Аспекты духовного брака - Александр Гольдштейн
Шрифт:
Интервал:
Закладка:
Ко времени, когда он писал «Ферму зверей» и «1984», было накоплено множество сведений о политической структуре советского общества, о происходящих в его недрах и на его поверхности процессах, к которым история приговорила страну, так что любой западный человек, возникни у него желание непредвзято ознакомиться с принципами русского эксперимента без того, чтобы предпринимать опасное путешествие в СССР, мог удовлетворить свое любопытство, разыскав соответствующий материал в книгах. В них подробно рассказывалось о лагерях, унижениях, селекциях классов, сословий и наций. Западный читатель, даже если он не очень доверял изображенным в этих книгах курганам гекатомб и относил их масштабы на счет экзальтированности авторов, в целом был способен воспринять общий характер сообщавшихся ему сведений, ибо генеральная логика без остановки карающего государства могла быть сопоставлена с другими известными из истории образцами репрессивных политик и потому умещалась в сознании (не умещались в нем, повторяю, лишь цифры потерь, но их делили на пять и на десять — в итоге усваивались и они). Но никакие исследования и даже свидетельские показания не позволяли западным людям понять, что коммунизм как реальность — это, в первую очередь, гадкая еда, дрянная одежда, крошащиеся сигареты, холодные или, наоборот, душные, непроветренные помещения, что это чрезвычайная скученность, бедность, половая неудовлетворенность и обилие истероидных реакций — все то, что показал Оруэлл.
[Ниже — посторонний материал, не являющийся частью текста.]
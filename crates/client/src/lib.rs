//! LabMarket client library.
//!
//! Session-side logic of the lab equipment marketplace: the buy and donate
//! carts, live paginated lists kept current by the backend's change feed,
//! two-phase request submission, admin search, and confirmation cards.
//! The hosted backend is reached through the [`backend::Backend`] seam.

#![cfg_attr(not(test), forbid(unsafe_code))]

pub mod backend;
pub mod cart;
pub mod checkout;
pub mod config;
pub mod confirmation;
pub mod error;
pub mod live;
pub mod models;
pub mod pagination;
pub mod search;
pub mod services;
pub mod state;

pub use error::{MarketError, Result};
pub use state::Marketplace;
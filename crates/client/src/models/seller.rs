//! Sellers and seller registrations.

use chrono::{DateTime, Utc};
use labmarket_core::{ContactError, Email, SellerId, SellerStatus};
use serde::{Deserialize, Serialize};
use uuid::Uuid;

use super::Entity;
use crate::backend::Table;

/// An approved (or moderated) seller account.
#[derive(Debug, Clone, PartialEq, Eq, Serialize, Deserialize)]
pub struct Seller {
    pub id: SellerId,
    pub company_name: String,
    #[serde(default)]
    pub contact_name: Option<String>,
    pub email: String,
    #[serde(default)]
    pub phone: Option<String>,
    pub status: SellerStatus,
    pub created_at: DateTime<Utc>,
}

impl Entity for Seller {
    const TABLE: Table = Table::Sellers;

    fn uuid(&self) -> Uuid {
        self.id.as_uuid()
    }
}

/// The seller registration form.
#[derive(Debug, Clone, PartialEq, Eq, Serialize)]
pub struct SellerRegistration {
    pub company_name: String,
    pub contact_name: String,
    pub email: Email,
    pub phone: String,
    pub business_description: String,
    pub product_categories: String,
}

impl SellerRegistration {
    /// Validate raw form fields.
    ///
    /// Company, contact, email and phone are required; the descriptive
    /// fields may be blank.
    ///
    /// # Errors
    ///
    /// Returns [`ContactError`] for a blank required field or bad email.
    pub fn new(
        company_name: &str,
        contact_name: &str,
        email: &str,
        phone: &str,
        business_description: &str,
        product_categories: &str,
    ) -> Result<Self, ContactError> {
        let required = |value: &str, field: &'static str| {
            let value = value.trim();
            if value.is_empty() {
                Err(ContactError::Missing(field))
            } else {
                Ok(value.to_owned())
            }
        };

        Ok(Self {
            company_name: required(company_name, "company name")?,
            contact_name: required(contact_name, "contact name")?,
            email: Email::parse(email)?,
            phone: required(phone, "phone")?,
            business_description: business_description.trim().to_owned(),
            product_categories: product_categories.trim().to_owned(),
        })
    }
}

#[cfg(test)]
#[allow(clippy::unwrap_used)]
mod tests {
    use super::*;

    #[test]
    fn test_registration_requires_company() {
        assert_eq!(
            SellerRegistration::new(" ", "Ada", "ada@lab.org", "555", "", ""),
            Err(ContactError::Missing("company name"))
        );
    }

    #[test]
    fn test_registration_trims() {
        let form = SellerRegistration::new(
            " Acme Labs ",
            "Ada",
            "Ada@Lab.org",
            "555",
            " Used microscopes ",
            "Microscopes",
        )
        .unwrap();
        assert_eq!(form.company_name, "Acme Labs");
        assert_eq!(form.email.as_str(), "ada@lab.org");
        assert_eq!(form.business_description, "Used microscopes");
    }
}
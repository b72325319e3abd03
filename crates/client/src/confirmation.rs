//! Confirmation cards for submitted requests and seller registrations.
//!
//! A card is rendered synchronously to HTML from the finished submission, so
//! an export captures exactly what was rendered at call time. Exporting to
//! PNG goes through a [`Rasterizer`]; a failed export is logged and never
//! blocks closing the card.

use askama::Template;
use base64::Engine;
use base64::engine::general_purpose::STANDARD;
use chrono::{DateTime, Utc};
use labmarket_core::{Price, RequestKind};
use thiserror::Error;

use crate::checkout::{Registration, Submission};

/// Leading bytes of every PNG file.
const PNG_SIGNATURE: &[u8] = b"\x89PNG\r\n\x1a\n";

/// What was confirmed.
#[derive(Debug, Clone, Copy, PartialEq, Eq)]
pub enum ConfirmationKind {
    Buy,
    Donate,
    Seller,
}

impl ConfirmationKind {
    /// Prefix of the exported file name.
    #[must_use]
    pub const fn as_str(self) -> &'static str {
        match self {
            Self::Buy => "buy",
            Self::Donate => "donate",
            Self::Seller => "seller",
        }
    }

    #[must_use]
    pub const fn title(self) -> &'static str {
        match self {
            Self::Buy => "Quote Request Confirmation",
            Self::Donate => "Donation Request Confirmation",
            Self::Seller => "Seller Registration Confirmation",
        }
    }

    const fn thanks(self) -> &'static str {
        match self {
            Self::Seller => "Thank you for registering as a seller!",
            Self::Buy | Self::Donate => "Thank you for your request!",
        }
    }
}

impl From<RequestKind> for ConfirmationKind {
    fn from(kind: RequestKind) -> Self {
        match kind {
            RequestKind::Buy => Self::Buy,
            RequestKind::Donate => Self::Donate,
        }
    }
}

/// One confirmed line.
#[derive(Debug, Clone, PartialEq, Eq)]
pub struct ConfirmationItem {
    pub title: String,
    pub category: Option<String>,
    pub quantity: u32,
    /// Shown for buy requests only.
    pub unit_price: Option<Price>,
}

/// Everything a confirmation card shows.
#[derive(Debug, Clone, PartialEq, Eq)]
pub struct Confirmation {
    pub kind: ConfirmationKind,
    pub reference: Option<String>,
    pub name: String,
    pub email: String,
    pub phone: String,
    pub company: Option<String>,
    pub categories: Option<String>,
    pub items: Vec<ConfirmationItem>,
}

impl Confirmation {
    /// Card for a submitted buy or donate request.
    #[must_use]
    pub fn for_submission(submission: &Submission) -> Self {
        let kind = ConfirmationKind::from(submission.kind);
        let items = submission
            .items
            .iter()
            .map(|line| ConfirmationItem {
                title: line.product.title.clone(),
                category: line.product.category.clone(),
                quantity: line.quantity(),
                unit_price: match kind {
                    ConfirmationKind::Buy => line.product.price,
                    _ => None,
                },
            })
            .collect();

        Self {
            kind,
            reference: Some(submission.request_id.to_string()),
            name: submission.contact.name.clone(),
            email: submission.contact.email.to_string(),
            phone: submission.contact.phone.clone(),
            company: None,
            categories: None,
            items,
        }
    }

    /// Card for a seller registration.
    #[must_use]
    pub fn for_registration(registration: &Registration) -> Self {
        let form = &registration.form;
        Self {
            kind: ConfirmationKind::Seller,
            reference: Some(registration.id.to_string()),
            name: form.contact_name.clone(),
            email: form.email.to_string(),
            phone: form.phone.clone(),
            company: Some(form.company_name.clone()),
            categories: Some(form.product_categories.clone()).filter(|c| !c.is_empty()),
            items: Vec::new(),
        }
    }

    /// Render the card.
    ///
    /// # Errors
    ///
    /// Returns an error if the template fails to render.
    pub fn render_html(&self) -> Result<String, askama::Error> {
        let seller = self.kind == ConfirmationKind::Seller;
        ConfirmationCard {
            title: self.kind.title(),
            thanks: self.kind.thanks(),
            reference: self.reference.as_deref(),
            contact_heading: if seller { "Company Details" } else { "Contact Details" },
            company: self.company.as_deref(),
            name: &self.name,
            email: &self.email,
            phone: &self.phone,
            categories: self.categories.as_deref(),
            items_heading: if self.kind == ConfirmationKind::Buy {
                "Requested Items"
            } else {
                "Items for Donation"
            },
            items: self
                .items
                .iter()
                .map(|item| CardItem {
                    title: &item.title,
                    category: item.category.as_deref(),
                    quantity: item.quantity,
                    line_total: item.unit_price.map(|p| p.times(item.quantity)),
                })
                .collect(),
        }
        .render()
    }

    /// Download file name for an export taken at `at`.
    #[must_use]
    pub fn file_name(&self, at: DateTime<Utc>) -> String {
        format!(
            "{}-confirmation-{}.png",
            self.kind.as_str(),
            at.timestamp_millis()
        )
    }

    /// Render and rasterize the card.
    ///
    /// Returns `None` after logging a warning if any step fails.
    #[must_use]
    pub fn export_png(&self, rasterizer: &dyn Rasterizer, at: DateTime<Utc>) -> Option<PngExport> {
        match self.try_export_png(rasterizer, at) {
            Ok(export) => Some(export),
            Err(err) => {
                tracing::warn!(
                    error = %err,
                    kind = self.kind.as_str(),
                    "failed to generate confirmation image"
                );
                None
            }
        }
    }

    fn try_export_png(
        &self,
        rasterizer: &dyn Rasterizer,
        at: DateTime<Utc>,
    ) -> Result<PngExport, ExportError> {
        let html = self.render_html()?;
        let png = rasterizer.rasterize(&html).map_err(ExportError::Raster)?;
        if !png.starts_with(PNG_SIGNATURE) {
            return Err(ExportError::NotPng);
        }

        Ok(PngExport {
            file_name: self.file_name(at),
            data_url: format!("data:image/png;base64,{}", STANDARD.encode(&png)),
        })
    }
}

#[derive(Template)]
#[template(path = "confirmation.html")]
struct ConfirmationCard<'a> {
    title: &'a str,
    thanks: &'a str,
    reference: Option<&'a str>,
    contact_heading: &'a str,
    company: Option<&'a str>,
    name: &'a str,
    email: &'a str,
    phone: &'a str,
    categories: Option<&'a str>,
    items_heading: &'a str,
    items: Vec<CardItem<'a>>,
}

struct CardItem<'a> {
    title: &'a str,
    category: Option<&'a str>,
    quantity: u32,
    line_total: Option<Price>,
}

/// Turns rendered card HTML into PNG bytes.
pub trait Rasterizer {
    /// # Errors
    ///
    /// Returns a description of what went wrong.
    fn rasterize(&self, html: &str) -> Result<Vec<u8>, String>;
}

/// An exported card, ready for a download link.
#[derive(Debug, Clone, PartialEq, Eq)]
pub struct PngExport {
    /// `{kind}-confirmation-{unix_millis}.png`
    pub file_name: String,
    /// `data:image/png;base64,...`
    pub data_url: String,
}

#[derive(Debug, Error)]
enum ExportError {
    #[error("Template error: {0}")]
    Template(#[from] askama::Error),

    #[error("Rasterizer error: {0}")]
    Raster(String),

    #[error("Rasterizer output is not a PNG")]
    NotPng,
}

#[cfg(test)]
#[allow(clippy::unwrap_used)]
mod tests {
    use super::*;
    use chrono::TimeZone;

    struct FixedPng;

    impl Rasterizer for FixedPng {
        fn rasterize(&self, _html: &str) -> Result<Vec<u8>, String> {
            let mut bytes = PNG_SIGNATURE.to_vec();
            bytes.extend_from_slice(b"IHDR");
            Ok(bytes)
        }
    }

    struct Broken;

    impl Rasterizer for Broken {
        fn rasterize(&self, _html: &str) -> Result<Vec<u8>, String> {
            Err("canvas unavailable".to_string())
        }
    }

    fn buy_card() -> Confirmation {
        Confirmation {
            kind: ConfirmationKind::Buy,
            reference: Some("a1b2".to_string()),
            name: "Ada <script>".to_string(),
            email: "ada@lab.org".to_string(),
            phone: "555".to_string(),
            company: None,
            categories: None,
            items: vec![ConfirmationItem {
                title: "Pipette".to_string(),
                category: Some("Liquid Handling".to_string()),
                quantity: 3,
                unit_price: Some(Price::from_cents(1250)),
            }],
        }
    }

    #[test]
    fn test_render_buy_card() {
        let html = buy_card().render_html().unwrap();
        assert!(html.contains("Quote Request Confirmation"));
        assert!(html.contains("Reference Number"));
        assert!(html.contains("Requested Items"));
        assert!(html.contains("37.50"));
        assert!(html.contains("Ada &#60;script&#62;") || html.contains("Ada &lt;script&gt;"));
    }

    #[test]
    fn test_render_seller_card() {
        let card = Confirmation {
            kind: ConfirmationKind::Seller,
            company: Some("Acme Labs".to_string()),
            items: Vec::new(),
            ..buy_card()
        };
        let html = card.render_html().unwrap();
        assert!(html.contains("Seller Registration Confirmation"));
        assert!(html.contains("Thank you for registering as a seller!"));
        assert!(html.contains("Company Details"));
        assert!(!html.contains("Requested Items"));
    }

    #[test]
    fn test_export_png() {
        let at = Utc.timestamp_millis_opt(1_700_000_000_123).unwrap();
        let export = buy_card().export_png(&FixedPng, at).unwrap();

        assert_eq!(export.file_name, "buy-confirmation-1700000000123.png");
        let encoded = export.data_url.strip_prefix("data:image/png;base64,").unwrap();
        let decoded = STANDARD.decode(encoded).unwrap();
        assert!(decoded.starts_with(PNG_SIGNATURE));
        assert!(decoded.ends_with(b"IHDR"));
    }

    #[test]
    fn test_export_failure_is_swallowed() {
        assert!(buy_card().export_png(&Broken, Utc::now()).is_none());
    }
}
Он дал непревзойденный по глубине эмпатии пример проникновения в психосоматику коммунизма, в феноменологию его коллективного и индивидуального тела — дурно кормленного, усталого, с недолеченными болячками. Он отождествился с этим измученным организмом, с его пластикой, мышлением, речью, типовыми повадками, растворившись в них подобно этнографу, исчезающему в своей полевой среде (именно так, по Калассо, исчезает в изучаемом мифе филолог); но если этнограф реализует свое проникновение во плоти, то Оруэлл, и в этом удивительность им содеянного, совершил его в духе — он пресуществился в советское тело, оставаясь вдалеке от него.
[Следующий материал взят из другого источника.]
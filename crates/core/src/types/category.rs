//! Product categories.
//!
//! Donated equipment must be filed under one of a fixed set of categories.
//! Buy listings use free-text categories; [`BUY_CATEGORIES`] only lists the
//! ones offered as filter shortcuts.

use serde::{Deserialize, Serialize};

/// Suggested categories for buy listings.
pub const BUY_CATEGORIES: [&str; 5] = [
    "Hygiene",
    "Miscellaneous",
    "Research and Development",
    "Packaging",
    "Pharmaceuticals",
];

/// The fixed category list for donated laboratory equipment.
#[derive(Debug, Clone, Copy, PartialEq, Eq, Hash, Serialize, Deserialize)]
pub enum DonateCategory {
    #[serde(rename = "Analytical Instruments")]
    AnalyticalInstruments,
    #[serde(rename = "Balances and Measuring Equipment")]
    BalancesAndMeasuring,
    #[serde(rename = "Centrifuges and Spinning Equipment")]
    Centrifuges,
    #[serde(rename = "Electrochemistry and Blood Analyzer")]
    Electrochemistry,
    #[serde(rename = "Fermentation and Cell Culture")]
    FermentationAndCellCulture,
    #[serde(rename = "General Laboratory Equipment")]
    GeneralLaboratory,
    #[serde(rename = "Laboratory Incubators")]
    Incubators,
    #[serde(rename = "Liquid Handling and Processing")]
    LiquidHandling,
    #[serde(rename = "Medical and Clinical Devices")]
    MedicalAndClinical,
    #[serde(rename = "Mixing and Shaking Equipment")]
    MixingAndShaking,
    #[serde(rename = "Molecular Biology Equipment")]
    MolecularBiology,
    #[serde(rename = "Refrigeration and Cooling System")]
    Refrigeration,
    #[serde(rename = "Specialized Systems")]
    SpecializedSystems,
    #[serde(rename = "Sterilization Equipment")]
    Sterilization,
    #[serde(rename = "Tissue Processing and Histology")]
    TissueProcessing,
}

impl DonateCategory {
    /// Every donate category, in display order.
    pub const ALL: [Self; 15] = [
        Self::AnalyticalInstruments,
        Self::BalancesAndMeasuring,
        Self::Centrifuges,
        Self::Electrochemistry,
        Self::FermentationAndCellCulture,
        Self::GeneralLaboratory,
        Self::Incubators,
        Self::LiquidHandling,
        Self::MedicalAndClinical,
        Self::MixingAndShaking,
        Self::MolecularBiology,
        Self::Refrigeration,
        Self::SpecializedSystems,
        Self::Sterilization,
        Self::TissueProcessing,
    ];

    /// Display name, identical to the stored value.
    #[must_use]
    pub const fn as_str(self) -> &'static str {
        match self {
            Self::AnalyticalInstruments => "Analytical Instruments",
            Self::BalancesAndMeasuring => "Balances and Measuring Equipment",
            Self::Centrifuges => "Centrifuges and Spinning Equipment",
            Self::Electrochemistry => "Electrochemistry and Blood Analyzer",
            Self::FermentationAndCellCulture => "Fermentation and Cell Culture",
            Self::GeneralLaboratory => "General Laboratory Equipment",
            Self::Incubators => "Laboratory Incubators",
            Self::LiquidHandling => "Liquid Handling and Processing",
            Self::MedicalAndClinical => "Medical and Clinical Devices",
            Self::MixingAndShaking => "Mixing and Shaking Equipment",
            Self::MolecularBiology => "Molecular Biology Equipment",
            Self::Refrigeration => "Refrigeration and Cooling System",
            Self::SpecializedSystems => "Specialized Systems",
            Self::Sterilization => "Sterilization Equipment",
            Self::TissueProcessing => "Tissue Processing and Histology",
        }
    }
}

impl std::fmt::Display for DonateCategory {
    fn fmt(&self, f: &mut std::fmt::Formatter<'_>) -> std::fmt::Result {
        f.write_str(self.as_str())
    }
}

impl std::str::FromStr for DonateCategory {
    type Err = String;

    fn from_str(s: &str) -> Result<Self, Self::Err> {
        let s = s.trim();
        Self::ALL
            .into_iter()
            .find(|c| c.as_str().eq_ignore_ascii_case(s))
            .ok_or_else(|| format!("unknown donate category: {s}"))
    }
}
Прав Смирнов Алексей: английский автор Оруэлл в одиночку продолжил путь русской литературы, сделав то, что должны были сделать русские авторы. Не имея непосредственных советских впечатлений, он превратил чужой, иностранцем, по идее, не познаваемый опыт в собственный, свой, в личную драму физически ощутимого присутствия в описанном им мире. Благодаря Оруэллу была спасена честь русской литературы, ибо он, ведомый убитой душою ее, отобразил не идеологический, но глубочайший телесно-душевный срез бытия, от которого она в страхе отшатывалась, а людям, жившим вне пределов советского космоса, стала доступна тактильная природа последнего. Оруэлл провел свою линию как ясновидящий и поэт, он выдерживает сравнение с самыми высокими эмиссарами мировой поэтической воли.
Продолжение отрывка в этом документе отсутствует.